The honking of about 400 to 500 trucks has sparked anger among local residents and business owners. That loud and continuous sound has become one of the hallmarks of the movement Independence Convoy against the vaccine mandate.

Ottawa Mayor Jim Watson asked Prime Minister Justin Trudeau and Minister for Public Security Marco Mendicino for reinforcements. “The occupation has turned into an aggressive and hateful occupation of our neighborhood,” he wrote.

Watson called honking the horn tantamount to psychological warfare. “People live in fear and fear,” he said.

There is also evidence of resistance from residents. Tiny signs on the ground-floor windows of an apartment building a few blocks away read: “Foolish family trip” and “Vaccines save lives.”

“We cannot allow the angry mob to reverse the course that has continued to save lives in this last stretch. This should never set a precedent for how to make policy in Canada,” Mendicino said.

Deputy Chief of Police Steve Bell told city council members that police had received active threats against community leaders during the 11-day occupation of the city. Ottawa police have received help from hundreds of officers at other police agencies, but they say it’s not enough.
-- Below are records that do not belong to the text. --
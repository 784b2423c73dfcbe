use ash::vk::{self, ImageSubresourceRange};
use std::sync::Arc;

use crate::gpu::RgbaPixels;
use crate::vulkan::{VkBuffer, VkCommandPool, VkDevice, VkPhysicalDevice, VkQueue};

pub const TEXTURE_FORMAT: vk::Format = vk::Format::R8G8B8A8_SRGB;

const COLOR_RANGE: ImageSubresourceRange = ImageSubresourceRange {
    aspect_mask: vk::ImageAspectFlags::COLOR,
    base_mip_level: 0,
    level_count: 1,
    base_array_layer: 0,
    layer_count: 1,
};

/// A sampled 2D texture in device-local memory.
pub struct VkTexture {
    device: Arc<VkDevice>,
    pub image: vk::Image,
    pub memory: vk::DeviceMemory,
    pub view: vk::ImageView,
    pub sampler: vk::Sampler,
    pub extent: vk::Extent2D,
}

impl VkTexture {
    pub fn new(
        physical_device: &VkPhysicalDevice,
        device: Arc<VkDevice>,
        queue: &VkQueue,
        command: &VkCommandPool,
        pixels: &RgbaPixels,
    ) -> Result<VkTexture, String> {
        let staging = VkBuffer::staging(physical_device, device.clone(), &pixels.data)?;

        let extent = vk::Extent2D {
            width: pixels.width,
            height: pixels.height,
        };

        let (image, memory) = create_image(
            physical_device,
            &device,
            extent,
            TEXTURE_FORMAT,
            vk::ImageTiling::OPTIMAL,
            vk::ImageUsageFlags::TRANSFER_DST | vk::ImageUsageFlags::SAMPLED,
            vk::MemoryPropertyFlags::DEVICE_LOCAL,
        )?;

        // Null view and sampler are skipped by the destroy calls in Drop.
        let mut texture = VkTexture {
            device,
            image,
            memory,
            view: vk::ImageView::null(),
            sampler: vk::Sampler::null(),
            extent,
        };

        let region = vk::BufferImageCopy {
            image_subresource: vk::ImageSubresourceLayers {
                aspect_mask: vk::ImageAspectFlags::COLOR,
                mip_level: 0,
                base_array_layer: 0,
                layer_count: 1,
            },
            image_extent: vk::Extent3D {
                width: extent.width,
                height: extent.height,
                depth: 1,
            },
            ..Default::default()
        };

        command.submit_once(queue, |device, command_buffer| unsafe {
            transition_layout(
                device,
                command_buffer,
                image,
                vk::ImageLayout::UNDEFINED,
                vk::ImageLayout::TRANSFER_DST_OPTIMAL,
            );
            device.cmd_copy_buffer_to_image(
                command_buffer,
                staging.inner,
                image,
                vk::ImageLayout::TRANSFER_DST_OPTIMAL,
                &[region],
            );
            transition_layout(
                device,
                command_buffer,
                image,
                vk::ImageLayout::TRANSFER_DST_OPTIMAL,
                vk::ImageLayout::SHADER_READ_ONLY_OPTIMAL,
            );
        })?;

        texture.view = create_image_view(&texture.device, &image, TEXTURE_FORMAT)?;
        texture.sampler = create_sampler(&texture.device)?;

        return Ok(texture);
    }
}

impl Drop for VkTexture {
    fn drop(&mut self) {
        unsafe {
            self.device.inner.destroy_sampler(self.sampler, None);
            self.device.inner.destroy_image_view(self.view, None);
            self.device.inner.destroy_image(self.image, None);
            self.device.inner.free_memory(self.memory, None);
        }
    }
}

pub fn create_image(
    physical_device: &VkPhysicalDevice,
    device: &VkDevice,
    extent: vk::Extent2D,
    format: vk::Format,
    tiling: vk::ImageTiling,
    usage: vk::ImageUsageFlags,
    properties: vk::MemoryPropertyFlags,
) -> Result<(vk::Image, vk::DeviceMemory), String> {
    let create_info = vk::ImageCreateInfo {
        image_type: vk::ImageType::TYPE_2D,
        extent: vk::Extent3D {
            width: extent.width,
            height: extent.height,
            depth: 1,
        },
        mip_levels: 1,
        array_layers: 1,
        format,
        tiling,
        initial_layout: vk::ImageLayout::UNDEFINED,
        usage,
        samples: vk::SampleCountFlags::TYPE_1,
        sharing_mode: vk::SharingMode::EXCLUSIVE,
        ..Default::default()
    };

    let image = unsafe {
        device
            .inner
            .create_image(&create_info, None)
            .map_err(|e| format!("Failed to create image: {}", e))?
    };

    let memory = match allocate_image_memory(physical_device, device, image, properties) {
        Ok(memory) => memory,
        Err(e) => {
            unsafe { device.inner.destroy_image(image, None) };
            return Err(e);
        }
    };

    return Ok((image, memory));
}

fn allocate_image_memory(
    physical_device: &VkPhysicalDevice,
    device: &VkDevice,
    image: vk::Image,
    properties: vk::MemoryPropertyFlags,
) -> Result<vk::DeviceMemory, String> {
    let memory_requirements = unsafe { device.inner.get_image_memory_requirements(image) };
    let memory_type =
        physical_device.find_memory_type(memory_requirements.memory_type_bits, properties)?;

    let allocate_info = vk::MemoryAllocateInfo {
        allocation_size: memory_requirements.size,
        memory_type_index: memory_type,
        ..Default::default()
    };

    let memory = unsafe {
        device
            .inner
            .allocate_memory(&allocate_info, None)
            .map_err(|e| format!("Failed to allocate image memory: {}", e))?
    };

    if let Err(e) = unsafe { device.inner.bind_image_memory(image, memory, 0) } {
        unsafe { device.inner.free_memory(memory, None) };
        return Err(format!("Failed to bind memory to image: {}", e));
    }

    return Ok(memory);
}

pub fn create_image_view(
    device: &VkDevice,
    image: &vk::Image,
    format: vk::Format,
) -> Result<vk::ImageView, String> {
    let create_info = vk::ImageViewCreateInfo {
        image: *image,
        view_type: vk::ImageViewType::TYPE_2D,
        format,
        subresource_range: COLOR_RANGE,
        ..Default::default()
    };

    let image_view = unsafe {
        device
            .inner
            .create_image_view(&create_info, None)
            .map_err(|e| format!("Failed to create image view: {}", e))?
    };

    return Ok(image_view);
}

/// Texel-exact lookups clamped at the edges.
fn sampler_create_info() -> vk::SamplerCreateInfo<'static> {
    return vk::SamplerCreateInfo {
        mag_filter: vk::Filter::NEAREST,
        min_filter: vk::Filter::NEAREST,
        mipmap_mode: vk::SamplerMipmapMode::NEAREST,
        address_mode_u: vk::SamplerAddressMode::CLAMP_TO_EDGE,
        address_mode_v: vk::SamplerAddressMode::CLAMP_TO_EDGE,
        address_mode_w: vk::SamplerAddressMode::CLAMP_TO_EDGE,
        border_color: vk::BorderColor::INT_OPAQUE_BLACK,
        compare_op: vk::CompareOp::ALWAYS,
        ..Default::default()
    };
}

fn create_sampler(device: &VkDevice) -> Result<vk::Sampler, String> {
    let create_info = sampler_create_info();

    let sampler = unsafe {
        device
            .inner
            .create_sampler(&create_info, None)
            .map_err(|e| format!("Failed to create sampler: {}", e))?
    };

    return Ok(sampler);
}

/// Records the barrier for the two transitions a texture upload needs.
unsafe fn transition_layout(
    device: &ash::Device,
    command_buffer: vk::CommandBuffer,
    image: vk::Image,
    old_layout: vk::ImageLayout,
    new_layout: vk::ImageLayout,
) {
    let (src_access_mask, dst_access_mask, src_stage, dst_stage) =
        if new_layout == vk::ImageLayout::TRANSFER_DST_OPTIMAL {
            (
                vk::AccessFlags::empty(),
                vk::AccessFlags::TRANSFER_WRITE,
                vk::PipelineStageFlags::TOP_OF_PIPE,
                vk::PipelineStageFlags::TRANSFER,
            )
        } else {
            (
                vk::AccessFlags::TRANSFER_WRITE,
                vk::AccessFlags::SHADER_READ,
                vk::PipelineStageFlags::TRANSFER,
                vk::PipelineStageFlags::FRAGMENT_SHADER,
            )
        };

    let barrier = vk::ImageMemoryBarrier {
        src_access_mask,
        dst_access_mask,
        old_layout,
        new_layout,
        src_queue_family_index: vk::QUEUE_FAMILY_IGNORED,
        dst_queue_family_index: vk::QUEUE_FAMILY_IGNORED,
        image,
        subresource_range: COLOR_RANGE,
        ..Default::default()
    };

    device.cmd_pipeline_barrier(
        command_buffer,
        src_stage,
        dst_stage,
        vk::DependencyFlags::empty(),
        &[],
        &[],
        &[barrier],
    );
}

#[cfg(test)]
mod tests {
    use super::*;

    #[test]
    fn textures_sample_nearest_texels_clamped_to_the_edge() {
        let info = sampler_create_info();

        assert_eq!(info.mag_filter, vk::Filter::NEAREST);
        assert_eq!(info.min_filter, vk::Filter::NEAREST);
        assert_eq!(info.address_mode_u, vk::SamplerAddressMode::CLAMP_TO_EDGE);
        assert_eq!(info.address_mode_v, vk::SamplerAddressMode::CLAMP_TO_EDGE);
    }
}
In addition to the action, Ottawa police said they had seized thousands of liters of fuel. Officers removed an oil tanker as part of a crackdown to end days of protests.

Since Sunday (6/2) evening, police began moving gas and fuel supplies at a logistics camp set up by protesters after the city’s mayor declared a state of emergency. A well-organized supply chain has underpinned the protesters. According to police, some rely on funds from sympathizers in the United States.